Jalen Brunson was born on August 31, 1996, in New Brunswick, New Jersey. His mother, Sandra, was a Division I volleyball player at Temple, while his father, Rick, was an NBA journeyman. When Jalen was born, Rick was starting his pro career with the Adelaide 36ers in Australia, meaning that he didn’t meet his son for a while. Leon Rose, in fact, held him before his own father.

Growing up, the Brunsons would be on the road a lot. Rick would play in several different countries and a handful of NBA teams by the time his career wrapped up 10 years later. He spent the 1998-99 season with the Knicks, where Jalen met guys like Patrick Ewing, Latrell Sprewell, Allan Houston, and Tom Thibodeau.

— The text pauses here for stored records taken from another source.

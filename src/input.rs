//! Pointer and keyboard input.
//!
//! [`Pointer`] turns raw mouse events into the attract/repel state consumed by
//! the simulation. [`Controls`] maps key presses to parameter edits.

use glam::Vec2;
use winit::event::{ElementState, MouseButton, WindowEvent};
use winit::keyboard::{KeyCode, PhysicalKey};

use crate::params::{Adjustment, MeshSelect};

/// Direction of the pointer force.
#[derive(Debug, Clone, Copy, Default, PartialEq, Eq)]
pub enum AttractMode {
    #[default]
    Off,
    Attract,
    Repel,
}

impl AttractMode {
    /// Value of the `is_attract` uniform.
    pub fn as_uniform(self) -> i32 {
        match self {
            AttractMode::Off => 0,
            AttractMode::Attract => 1,
            AttractMode::Repel => -1,
        }
    }
}

/// Something the pointer wants the simulation to know.
#[derive(Debug, Clone, Copy, PartialEq)]
pub enum PointerEvent {
    /// A force started at this point, in normalized device coordinates.
    Pressed { mode: AttractMode, ndc: Vec2 },
    Released,
}

/// Mouse state, tracked in window pixels and NDC.
#[derive(Debug, Default)]
pub struct Pointer {
    mode: AttractMode,
    position: Vec2,
    ndc: Vec2,
    window_size: (u32, u32),
}

impl Pointer {
    pub fn new(width: u32, height: u32) -> Self {
        Self {
            window_size: (width, height),
            ..Default::default()
        }
    }

    pub fn mode(&self) -> AttractMode {
        self.mode
    }

    pub fn ndc(&self) -> Vec2 {
        self.ndc
    }

    pub fn set_window_size(&mut self, width: u32, height: u32) {
        self.window_size = (width, height);
    }

    /// Feed a window event. Returns a change in force state, if any.
    ///
    /// Motion while a button is held only updates the tracked position.
    pub fn handle_event(&mut self, event: &WindowEvent) -> Option<PointerEvent> {
        match event {
            WindowEvent::CursorMoved { position, .. } => {
                self.move_to(Vec2::new(position.x as f32, position.y as f32));
                None
            }
            WindowEvent::MouseInput { state, button, .. } => self.button(*state, *button),
            _ => None,
        }
    }

    fn move_to(&mut self, position: Vec2) {
        self.position = position;
        let (w, h) = self.window_size;
        if w > 0 && h > 0 {
            self.ndc = Vec2::new(
                (position.x / w as f32) * 2.0 - 1.0,
                1.0 - (position.y / h as f32) * 2.0,
            );
        }
    }

    fn button(&mut self, state: ElementState, button: MouseButton) -> Option<PointerEvent> {
        match state {
            ElementState::Pressed => {
                let mode = match button {
                    MouseButton::Left => AttractMode::Attract,
                    MouseButton::Right => AttractMode::Repel,
                    _ => return None,
                };
                self.mode = mode;
                Some(PointerEvent::Pressed { mode, ndc: self.ndc })
            }
            ElementState::Released => {
                if self.mode == AttractMode::Off {
                    return None;
                }
                self.mode = AttractMode::Off;
                Some(PointerEvent::Released)
            }
        }
    }
}

/// What a key press asks the application to do.
#[derive(Debug, Clone, Copy, PartialEq)]
pub enum Command {
    Adjust(Adjustment),
    LogCamera,
}

/// Keyboard bindings for live parameter editing.
#[derive(Debug, Clone, Copy)]
pub struct Controls {
    pub size_step: f32,
    pub freq_step: i32,
    pub breath_step: i32,
}

impl Default for Controls {
    fn default() -> Self {
        Self {
            size_step: 0.1,
            freq_step: 1,
            breath_step: 1,
        }
    }
}

impl Controls {
    pub fn command(&self, key: KeyCode) -> Option<Command> {
        let adjust = match key {
            KeyCode::Space => Adjustment::ToggleRotation,
            KeyCode::Digit0 => Adjustment::Mesh(MeshSelect::None),
            KeyCode::Digit1 => Adjustment::Mesh(MeshSelect::MeshA),
            KeyCode::Digit2 => Adjustment::Mesh(MeshSelect::MeshB),
            KeyCode::BracketLeft => Adjustment::ParticleSize(-self.size_step),
            KeyCode::BracketRight => Adjustment::ParticleSize(self.size_step),
            KeyCode::Minus => Adjustment::ColorFreq(-self.freq_step),
            KeyCode::Equal => Adjustment::ColorFreq(self.freq_step),
            KeyCode::Comma => Adjustment::BreathRate(-self.breath_step),
            KeyCode::Period => Adjustment::BreathRate(self.breath_step),
            KeyCode::KeyC => return Some(Command::LogCamera),
            _ => return None,
        };
        Some(Command::Adjust(adjust))
    }

    /// Command for a key-down event. Releases and repeats are ignored.
    pub fn handle_event(&self, event: &WindowEvent) -> Option<Command> {
        let WindowEvent::KeyboardInput { event, .. } = event else {
            return None;
        };
        if event.state != ElementState::Pressed || event.repeat {
            return None;
        }
        match event.physical_key {
            PhysicalKey::Code(code) => self.command(code),
            PhysicalKey::Unidentified(_) => None,
        }
    }
}

#[cfg(test)]
mod tests {
    use super::*;

    #[test]
    fn test_pointer_ndc() {
        let mut pointer = Pointer::new(800, 600);

        pointer.move_to(Vec2::new(400.0, 300.0));
        assert!(pointer.ndc().abs_diff_eq(Vec2::ZERO, 1e-6));

        pointer.move_to(Vec2::new(800.0, 0.0));
        assert!(pointer.ndc().abs_diff_eq(Vec2::new(1.0, 1.0), 1e-6));
    }

    #[test]
    fn test_buttons_set_mode() {
        let mut pointer = Pointer::new(800, 600);
        pointer.move_to(Vec2::new(200.0, 150.0));

        let event = pointer.button(ElementState::Pressed, MouseButton::Left);
        assert_eq!(
            event,
            Some(PointerEvent::Pressed {
                mode: AttractMode::Attract,
                ndc: Vec2::new(-0.5, 0.5),
            })
        );
        assert_eq!(pointer.mode().as_uniform(), 1);

        assert_eq!(pointer.button(ElementState::Released, MouseButton::Left), Some(PointerEvent::Released));
        assert_eq!(pointer.mode(), AttractMode::Off);

        pointer.button(ElementState::Pressed, MouseButton::Right);
        assert_eq!(pointer.mode().as_uniform(), -1);
    }

    #[test]
    fn test_motion_keeps_force_state() {
        let mut pointer = Pointer::new(100, 100);
        pointer.button(ElementState::Pressed, MouseButton::Right);
        pointer.move_to(Vec2::new(10.0, 90.0));
        assert_eq!(pointer.mode(), AttractMode::Repel);
    }

    #[test]
    fn test_middle_button_ignored() {
        let mut pointer = Pointer::new(100, 100);
        assert_eq!(pointer.button(ElementState::Pressed, MouseButton::Middle), None);
        assert_eq!(pointer.button(ElementState::Released, MouseButton::Middle), None);
        assert_eq!(pointer.mode(), AttractMode::Off);
    }

    #[test]
    fn test_key_bindings() {
        let controls = Controls::default();

        assert_eq!(
            controls.command(KeyCode::Digit2),
            Some(Command::Adjust(Adjustment::Mesh(MeshSelect::MeshB)))
        );
        assert_eq!(
            controls.command(KeyCode::BracketLeft),
            Some(Command::Adjust(Adjustment::ParticleSize(-0.1)))
        );
        assert_eq!(
            controls.command(KeyCode::Equal),
            Some(Command::Adjust(Adjustment::ColorFreq(1)))
        );
        assert_eq!(
            controls.command(KeyCode::Comma),
            Some(Command::Adjust(Adjustment::BreathRate(-1)))
        );
        assert_eq!(controls.command(KeyCode::KeyC), Some(Command::LogCamera));
        assert_eq!(controls.command(KeyCode::KeyQ), None);
    }
}
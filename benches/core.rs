//! Benchmarks for CPU-side setup work.
//!
//! Run with: `cargo bench`

use criterion::{black_box, criterion_group, criterion_main, BenchmarkId, Criterion};
use glam::{Vec2, Vec3};
use std::fmt::Write as _;

use particle_morph::gpu::program::{attract_world_position, compile, ProgramLayout, UniformBlock};
use particle_morph::gpu::Camera;
use particle_morph::mesh::Mesh;
use particle_morph::shader::{DRAW_SOURCE, SIMULATE_SOURCE};
use particle_morph::ParticleData;

fn bench_particle_data(c: &mut Criterion) {
    let mut group = c.benchmark_group("particle_data");

    for count in [10_000usize, 100_000, 1_000_000] {
        group.bench_with_input(BenchmarkId::new("new", count), &count, |b, &count| {
            b.iter(|| black_box(ParticleData::new(count)))
        });
    }

    let mesh: Vec<Vec3> = (0..50_000).map(|i| Vec3::splat(i as f32 * 1e-3)).collect();
    group.bench_function("set_mesh_attract_targets_100k", |b| {
        let mut data = ParticleData::new(100_000);
        b.iter(|| data.set_mesh_attract_targets(black_box(&mesh), black_box(&mesh)))
    });

    group.finish();
}

fn bench_shaders(c: &mut Criterion) {
    let mut group = c.benchmark_group("shaders");

    group.bench_function("compile_simulate", |b| {
        b.iter(|| black_box(compile("simulate", SIMULATE_SOURCE)))
    });

    group.bench_function("compile_draw", |b| {
        b.iter(|| black_box(compile("draw", DRAW_SOURCE)))
    });

    if let Ok(module) = compile("draw", DRAW_SOURCE) {
        group.bench_function("reflect_draw", |b| {
            b.iter(|| black_box(ProgramLayout::reflect(&module)))
        });

        let layout = ProgramLayout::reflect(&module);
        let camera = Camera::default();
        group.bench_function("stage_draw_uniforms", |b| {
            let mut block = UniformBlock::new(&layout);
            b.iter(|| {
                block.set_view_proj_matrix(camera.view_proj());
                block.set_camera_axes(camera.axes());
                block.set_time(black_box(1234.0));
            })
        });
    }

    group.finish();
}

fn bench_camera(c: &mut Criterion) {
    let mut group = c.benchmark_group("camera");

    group.bench_function("update", |b| {
        let mut camera = Camera::default();
        let mut t = 0.0;
        b.iter(|| {
            t += 1.0;
            camera.update(black_box(t));
        })
    });

    group.bench_function("attract_world_position", |b| {
        let camera = Camera::default();
        b.iter(|| black_box(attract_world_position(black_box(Vec2::new(0.3, -0.4)), &camera)))
    });

    group.finish();
}

fn bench_mesh(c: &mut Criterion) {
    let mut text = String::new();
    for i in 0..20_000 {
        let f = i as f32 * 0.001;
        let _ = writeln!(text, "v {} {} {}", f, -f, f * 0.5);
        let _ = writeln!(text, "vn 0 1 0");
    }

    c.bench_function("parse_obj_20k", |b| {
        b.iter(|| black_box(Mesh::parse_obj(black_box(&text))))
    });
}

criterion_group!(benches, bench_particle_data, bench_shaders, bench_camera, bench_mesh);
criterion_main!(benches);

While we haven’t been regaled with his experiences in other locker rooms as a kid, his time in New York seems to have shaped him.

Jalen Brunson on the MSG hardwood, circa 1999

Rick would return to New York for 15 games at the end of the 2000-01 season, but other than that, the Knicks were just a small stop on his tiring NBA career. By the time the 2006-07 season rolled around, he had an opportunity to play with his hometown Philadelphia 76ers. With the Brunsons residing in South Jersey, for the first time, they’d have a real opportunity to be together all season.

And then, Rick was cut. Jalen was 10 years old, and he’s stated in interviews since that he remembers holding back tears, hearing his father was hanging it up. At that point, one Brunson’s NBA journey was over.

The other’s was just beginning.

“I don’t want you to live how I lived,” Rick told Jalen that night, according to a 2015 Sports Illustrated feature that I highly recommend reading for more on Jalen’s upbringing. “If you really want to be a ballplayer, listen to what I tell you, and you will take a different route.”

From there, Jalen would train relentlessly. His father would work him ragged, berate him at every turn, bully him into being a better version of himself. He made the righty Jalen play left-handed; he disciplined every last bit of self-righteousness, ego, and selfishness out of his son.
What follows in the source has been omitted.